EXERCISE: List each line of the data that holds the word "struct".

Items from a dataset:

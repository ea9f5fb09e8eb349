use async_trait::async_trait;
use chrono::{DateTime, Utc};
use rust_decimal::Decimal;
use serde::Deserialize;
use std::collections::HashMap;
use std::sync::Arc;
use tokio::sync::RwLock;
use tracing::debug;

use crate::error::{AppError, AppResult};
use crate::ledger::models::AssetCode;

/// Read-only price feed contract. Consumed for fee floors and swap rates;
/// nothing here mutates ledger state.
#[async_trait]
pub trait PriceOracle: Send + Sync {
    async fn usd_price(&self, asset: AssetCode) -> AppResult<Decimal>;
}

/// Spot price fetcher against the upstream price service.
pub struct HttpPriceOracle {
    base_url: String,
    client: reqwest::Client,
}

#[derive(Debug, Deserialize)]
struct PriceResponse {
    usd_price: String,
}

impl HttpPriceOracle {
    pub fn new(base_url: String) -> Self {
        Self {
            base_url,
            client: reqwest::Client::new(),
        }
    }
}

#[async_trait]
impl PriceOracle for HttpPriceOracle {
    async fn usd_price(&self, asset: AssetCode) -> AppResult<Decimal> {
        // The dollar needs no feed
        if asset == AssetCode::Usd {
            return Ok(Decimal::ONE);
        }

        let response = self
            .client
            .get(format!("{}/v1/prices/{}", self.base_url, asset.as_str()))
            .send()
            .await?;

        if !response.status().is_success() {
            return Err(AppError::ExternalError(format!(
                "Price service returned HTTP {} for {}",
                response.status(),
                asset
            )));
        }

        let body: PriceResponse = response.json().await?;
        let price: Decimal = body
            .usd_price
            .parse()
            .map_err(|_| AppError::ExternalError(format!("Unparseable price for {}", asset)))?;

        if price <= Decimal::ZERO {
            return Err(AppError::ExternalError(format!(
                "Non-positive price for {}: {}",
                asset, price
            )));
        }

        Ok(price)
    }
}

#[derive(Debug, Clone)]
struct CachedPrice {
    price: Decimal,
    fetched_at: DateTime<Utc>,
}

/// Caching decorator over any oracle: holds prices for a short TTL and
/// applies the configured markdown overlay, so every consumer sees the same
/// conservatively-adjusted rate.
pub struct CachedPriceOracle {
    inner: Arc<dyn PriceOracle>,
    cache: RwLock<HashMap<AssetCode, CachedPrice>>,
    ttl_ms: u64,
    markdown: Decimal,
}

impl CachedPriceOracle {
    pub fn new(inner: Arc<dyn PriceOracle>, ttl_ms: u64, markdown: Decimal) -> Self {
        Self {
            inner,
            cache: RwLock::new(HashMap::new()),
            ttl_ms,
            markdown,
        }
    }

    fn is_fresh(&self, entry: &CachedPrice) -> bool {
        let age = Utc::now() - entry.fetched_at;
        age.num_milliseconds() < self.ttl_ms as i64
    }
}

#[async_trait]
impl PriceOracle for CachedPriceOracle {
    async fn usd_price(&self, asset: AssetCode) -> AppResult<Decimal> {
        {
            let cache = self.cache.read().await;
            if let Some(entry) = cache.get(&asset) {
                if self.is_fresh(entry) {
                    debug!("Price cache hit: {}", asset);
                    return Ok(entry.price);
                }
            }
        }

        let spot = self.inner.usd_price(asset).await?;
        let marked_down = spot * (Decimal::ONE - self.markdown);

        let mut cache = self.cache.write().await;
        cache.insert(
            asset,
            CachedPrice {
                price: marked_down,
                fetched_at: Utc::now(),
            },
        );

        debug!("Cached {} at {} (markdown applied)", asset, marked_down);
        Ok(marked_down)
    }
}

#[cfg(test)]
mod tests {
    use super::*;
    use rust_decimal_macros::dec;
    use std::sync::atomic::{AtomicUsize, Ordering};

    struct FixedOracle {
        price: Decimal,
        calls: AtomicUsize,
    }

    #[async_trait]
    impl PriceOracle for FixedOracle {
        async fn usd_price(&self, _asset: AssetCode) -> AppResult<Decimal> {
            self.calls.fetch_add(1, Ordering::SeqCst);
            Ok(self.price)
        }
    }

    #[tokio::test]
    async fn test_markdown_overlay_applied_once() {
        let upstream = Arc::new(FixedOracle {
            price: dec!(100),
            calls: AtomicUsize::new(0),
        });
        let oracle = CachedPriceOracle::new(upstream.clone(), 5_000, dec!(0.01));

        assert_eq!(oracle.usd_price(AssetCode::Btc).await.unwrap(), dec!(99));
        // Second read is served from cache, still marked down exactly once
        assert_eq!(oracle.usd_price(AssetCode::Btc).await.unwrap(), dec!(99));
        assert_eq!(upstream.calls.load(Ordering::SeqCst), 1);
    }

    #[tokio::test]
    async fn test_cache_expires_after_ttl() {
        let upstream = Arc::new(FixedOracle {
            price: dec!(50),
            calls: AtomicUsize::new(0),
        });
        let oracle = CachedPriceOracle::new(upstream.clone(), 50, Decimal::ZERO);

        oracle.usd_price(AssetCode::Eth).await.unwrap();
        tokio::time::sleep(std::time::Duration::from_millis(80)).await;
        oracle.usd_price(AssetCode::Eth).await.unwrap();

        assert_eq!(upstream.calls.load(Ordering::SeqCst), 2);
    }

    #[tokio::test]
    async fn test_assets_cached_independently() {
        let upstream = Arc::new(FixedOracle {
            price: dec!(10),
            calls: AtomicUsize::new(0),
        });
        let oracle = CachedPriceOracle::new(upstream.clone(), 5_000, Decimal::ZERO);

        oracle.usd_price(AssetCode::Btc).await.unwrap();
        oracle.usd_price(AssetCode::Sol).await.unwrap();
        assert_eq!(upstream.calls.load(Ordering::SeqCst), 2);
    }
}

WRITTEN RESPONSE:
pub struct HttpPriceOracle {
struct PriceResponse {
struct CachedPrice {
pub struct CachedPriceOracle {
    struct FixedOracle {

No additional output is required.